Collected data entries:
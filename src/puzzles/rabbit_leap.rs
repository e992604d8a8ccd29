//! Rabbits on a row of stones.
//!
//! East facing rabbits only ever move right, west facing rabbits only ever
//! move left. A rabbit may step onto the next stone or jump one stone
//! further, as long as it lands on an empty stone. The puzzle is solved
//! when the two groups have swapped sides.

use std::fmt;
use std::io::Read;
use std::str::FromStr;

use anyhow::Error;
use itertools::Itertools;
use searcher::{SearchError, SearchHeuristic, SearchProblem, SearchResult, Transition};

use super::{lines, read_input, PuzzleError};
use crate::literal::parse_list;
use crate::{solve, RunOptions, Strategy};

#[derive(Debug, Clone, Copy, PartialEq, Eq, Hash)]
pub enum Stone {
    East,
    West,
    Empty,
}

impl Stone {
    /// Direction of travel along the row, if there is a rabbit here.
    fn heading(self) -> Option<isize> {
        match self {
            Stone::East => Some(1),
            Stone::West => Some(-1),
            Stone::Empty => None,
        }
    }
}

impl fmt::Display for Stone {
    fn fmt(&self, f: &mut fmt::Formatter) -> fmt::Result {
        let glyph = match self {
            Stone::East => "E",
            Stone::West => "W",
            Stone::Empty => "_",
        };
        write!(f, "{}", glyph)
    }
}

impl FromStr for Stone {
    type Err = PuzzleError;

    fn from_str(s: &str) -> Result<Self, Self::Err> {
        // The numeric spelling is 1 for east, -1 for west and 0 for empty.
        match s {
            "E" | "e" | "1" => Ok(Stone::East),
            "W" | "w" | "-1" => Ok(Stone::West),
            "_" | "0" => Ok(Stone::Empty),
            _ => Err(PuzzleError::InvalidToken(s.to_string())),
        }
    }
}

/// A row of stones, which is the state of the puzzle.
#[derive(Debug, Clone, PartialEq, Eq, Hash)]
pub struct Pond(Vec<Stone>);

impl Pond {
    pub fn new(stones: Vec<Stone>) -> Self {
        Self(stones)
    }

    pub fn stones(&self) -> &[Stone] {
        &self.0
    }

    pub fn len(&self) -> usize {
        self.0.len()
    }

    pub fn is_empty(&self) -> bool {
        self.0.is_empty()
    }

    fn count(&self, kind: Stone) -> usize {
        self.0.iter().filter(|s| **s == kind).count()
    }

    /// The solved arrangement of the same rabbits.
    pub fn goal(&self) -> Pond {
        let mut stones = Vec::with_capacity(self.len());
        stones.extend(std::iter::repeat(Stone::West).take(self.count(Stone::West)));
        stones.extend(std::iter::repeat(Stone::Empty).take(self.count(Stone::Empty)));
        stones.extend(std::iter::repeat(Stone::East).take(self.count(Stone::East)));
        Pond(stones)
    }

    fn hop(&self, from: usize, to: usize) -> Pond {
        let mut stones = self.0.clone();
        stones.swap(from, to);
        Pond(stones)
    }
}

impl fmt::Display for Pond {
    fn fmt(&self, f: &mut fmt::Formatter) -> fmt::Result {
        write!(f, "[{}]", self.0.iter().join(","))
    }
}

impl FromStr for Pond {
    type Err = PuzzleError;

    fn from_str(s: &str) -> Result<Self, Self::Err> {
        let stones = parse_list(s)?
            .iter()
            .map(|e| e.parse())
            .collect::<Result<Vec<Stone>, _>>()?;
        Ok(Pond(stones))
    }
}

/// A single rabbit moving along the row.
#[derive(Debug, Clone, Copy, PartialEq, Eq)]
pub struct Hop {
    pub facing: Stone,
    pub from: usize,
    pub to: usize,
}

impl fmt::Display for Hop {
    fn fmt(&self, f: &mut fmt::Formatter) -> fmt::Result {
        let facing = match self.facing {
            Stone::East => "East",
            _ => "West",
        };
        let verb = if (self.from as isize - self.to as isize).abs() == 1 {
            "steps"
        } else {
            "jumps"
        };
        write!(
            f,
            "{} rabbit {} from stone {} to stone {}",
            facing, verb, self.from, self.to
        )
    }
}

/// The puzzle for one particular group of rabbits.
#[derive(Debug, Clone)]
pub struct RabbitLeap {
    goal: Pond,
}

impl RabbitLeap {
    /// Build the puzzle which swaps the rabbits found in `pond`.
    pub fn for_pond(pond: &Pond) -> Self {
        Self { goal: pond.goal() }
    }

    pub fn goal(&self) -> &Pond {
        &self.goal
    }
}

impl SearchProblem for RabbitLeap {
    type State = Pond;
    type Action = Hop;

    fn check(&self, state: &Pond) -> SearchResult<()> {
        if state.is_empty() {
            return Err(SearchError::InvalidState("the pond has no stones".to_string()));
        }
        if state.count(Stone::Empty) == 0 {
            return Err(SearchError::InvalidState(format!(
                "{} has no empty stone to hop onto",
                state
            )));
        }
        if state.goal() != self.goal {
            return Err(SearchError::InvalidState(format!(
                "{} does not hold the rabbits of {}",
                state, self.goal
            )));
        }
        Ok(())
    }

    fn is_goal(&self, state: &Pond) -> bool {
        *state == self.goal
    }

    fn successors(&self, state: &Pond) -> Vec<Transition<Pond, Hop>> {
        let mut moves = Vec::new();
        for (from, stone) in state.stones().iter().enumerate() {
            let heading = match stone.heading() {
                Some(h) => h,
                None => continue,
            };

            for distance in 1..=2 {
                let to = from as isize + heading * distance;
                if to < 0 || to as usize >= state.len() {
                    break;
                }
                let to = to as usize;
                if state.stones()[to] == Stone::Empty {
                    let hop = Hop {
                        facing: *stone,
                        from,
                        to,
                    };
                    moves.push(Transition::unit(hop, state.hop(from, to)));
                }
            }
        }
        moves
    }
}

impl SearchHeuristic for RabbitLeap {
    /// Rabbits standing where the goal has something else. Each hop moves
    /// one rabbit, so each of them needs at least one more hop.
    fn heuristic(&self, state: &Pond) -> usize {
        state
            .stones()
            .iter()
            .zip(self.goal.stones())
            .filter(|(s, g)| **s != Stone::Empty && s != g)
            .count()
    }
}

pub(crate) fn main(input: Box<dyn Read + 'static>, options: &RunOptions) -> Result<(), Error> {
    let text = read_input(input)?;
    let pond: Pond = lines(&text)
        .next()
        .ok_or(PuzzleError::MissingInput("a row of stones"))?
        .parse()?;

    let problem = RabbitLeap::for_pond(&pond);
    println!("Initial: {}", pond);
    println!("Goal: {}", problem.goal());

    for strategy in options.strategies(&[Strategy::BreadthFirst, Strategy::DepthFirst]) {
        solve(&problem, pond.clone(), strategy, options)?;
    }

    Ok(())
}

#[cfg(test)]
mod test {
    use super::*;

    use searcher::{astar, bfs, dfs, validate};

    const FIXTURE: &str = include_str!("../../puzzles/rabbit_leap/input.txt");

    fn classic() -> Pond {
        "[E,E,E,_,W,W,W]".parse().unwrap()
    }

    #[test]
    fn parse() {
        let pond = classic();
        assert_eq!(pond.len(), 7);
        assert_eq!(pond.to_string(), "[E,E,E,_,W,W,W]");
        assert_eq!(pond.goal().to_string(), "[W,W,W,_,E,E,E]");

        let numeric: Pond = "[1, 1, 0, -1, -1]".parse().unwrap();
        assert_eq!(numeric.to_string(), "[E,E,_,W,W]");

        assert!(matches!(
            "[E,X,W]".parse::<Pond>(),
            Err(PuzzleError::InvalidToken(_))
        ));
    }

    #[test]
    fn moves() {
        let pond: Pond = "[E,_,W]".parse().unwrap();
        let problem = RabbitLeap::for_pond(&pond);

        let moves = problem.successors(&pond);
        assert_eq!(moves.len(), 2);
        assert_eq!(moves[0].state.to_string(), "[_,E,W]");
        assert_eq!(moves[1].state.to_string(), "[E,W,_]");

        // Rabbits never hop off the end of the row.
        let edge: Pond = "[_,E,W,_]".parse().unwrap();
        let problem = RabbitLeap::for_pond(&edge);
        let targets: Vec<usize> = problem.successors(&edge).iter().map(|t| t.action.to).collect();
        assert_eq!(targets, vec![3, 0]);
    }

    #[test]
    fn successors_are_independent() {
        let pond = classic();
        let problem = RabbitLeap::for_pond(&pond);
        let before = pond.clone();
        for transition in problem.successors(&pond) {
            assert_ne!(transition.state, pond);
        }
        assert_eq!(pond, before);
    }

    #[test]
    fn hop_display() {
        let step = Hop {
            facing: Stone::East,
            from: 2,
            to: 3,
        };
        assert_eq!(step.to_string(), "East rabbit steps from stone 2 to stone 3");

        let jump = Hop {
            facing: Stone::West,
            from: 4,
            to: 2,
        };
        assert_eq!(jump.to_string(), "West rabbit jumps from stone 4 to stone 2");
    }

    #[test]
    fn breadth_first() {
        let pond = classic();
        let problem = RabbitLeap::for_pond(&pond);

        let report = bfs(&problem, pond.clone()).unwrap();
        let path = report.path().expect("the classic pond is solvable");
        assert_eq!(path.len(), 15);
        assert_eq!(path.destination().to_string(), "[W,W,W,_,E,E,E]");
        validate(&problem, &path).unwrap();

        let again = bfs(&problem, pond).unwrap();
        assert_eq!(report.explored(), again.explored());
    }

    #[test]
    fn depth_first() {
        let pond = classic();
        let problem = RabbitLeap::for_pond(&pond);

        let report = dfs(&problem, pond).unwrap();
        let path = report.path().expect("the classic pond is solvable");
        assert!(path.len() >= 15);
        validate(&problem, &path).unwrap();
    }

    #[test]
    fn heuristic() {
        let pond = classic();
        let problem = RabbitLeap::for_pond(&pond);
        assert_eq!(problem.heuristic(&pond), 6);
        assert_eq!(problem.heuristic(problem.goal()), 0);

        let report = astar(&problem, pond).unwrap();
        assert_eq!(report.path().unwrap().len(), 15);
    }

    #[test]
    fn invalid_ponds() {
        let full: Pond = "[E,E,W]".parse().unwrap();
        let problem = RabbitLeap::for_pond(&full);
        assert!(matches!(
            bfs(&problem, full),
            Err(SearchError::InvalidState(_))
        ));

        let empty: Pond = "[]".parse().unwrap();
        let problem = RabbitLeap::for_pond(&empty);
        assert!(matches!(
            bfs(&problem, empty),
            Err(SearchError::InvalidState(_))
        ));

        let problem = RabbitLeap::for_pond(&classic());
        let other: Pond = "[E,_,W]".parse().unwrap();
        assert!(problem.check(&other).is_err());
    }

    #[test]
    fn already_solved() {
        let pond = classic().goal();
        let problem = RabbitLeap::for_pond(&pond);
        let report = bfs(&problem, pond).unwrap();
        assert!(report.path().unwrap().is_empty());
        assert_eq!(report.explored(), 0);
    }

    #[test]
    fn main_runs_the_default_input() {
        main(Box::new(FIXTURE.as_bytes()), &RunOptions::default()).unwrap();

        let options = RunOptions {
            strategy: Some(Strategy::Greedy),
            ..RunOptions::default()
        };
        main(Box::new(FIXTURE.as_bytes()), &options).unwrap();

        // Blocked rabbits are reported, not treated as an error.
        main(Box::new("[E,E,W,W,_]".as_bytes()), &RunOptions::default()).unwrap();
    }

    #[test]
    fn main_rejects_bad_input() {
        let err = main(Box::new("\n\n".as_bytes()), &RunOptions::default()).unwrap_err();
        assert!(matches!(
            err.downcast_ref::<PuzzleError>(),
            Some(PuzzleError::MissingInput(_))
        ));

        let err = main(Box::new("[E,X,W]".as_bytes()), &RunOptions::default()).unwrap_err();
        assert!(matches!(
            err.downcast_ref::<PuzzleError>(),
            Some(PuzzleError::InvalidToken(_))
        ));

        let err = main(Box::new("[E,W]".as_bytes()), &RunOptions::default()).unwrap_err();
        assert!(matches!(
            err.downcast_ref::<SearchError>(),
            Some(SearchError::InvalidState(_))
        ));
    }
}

__Problem description__: Go through the records and count the lines that include the string "text"; state that number alone.

__Answer__: 2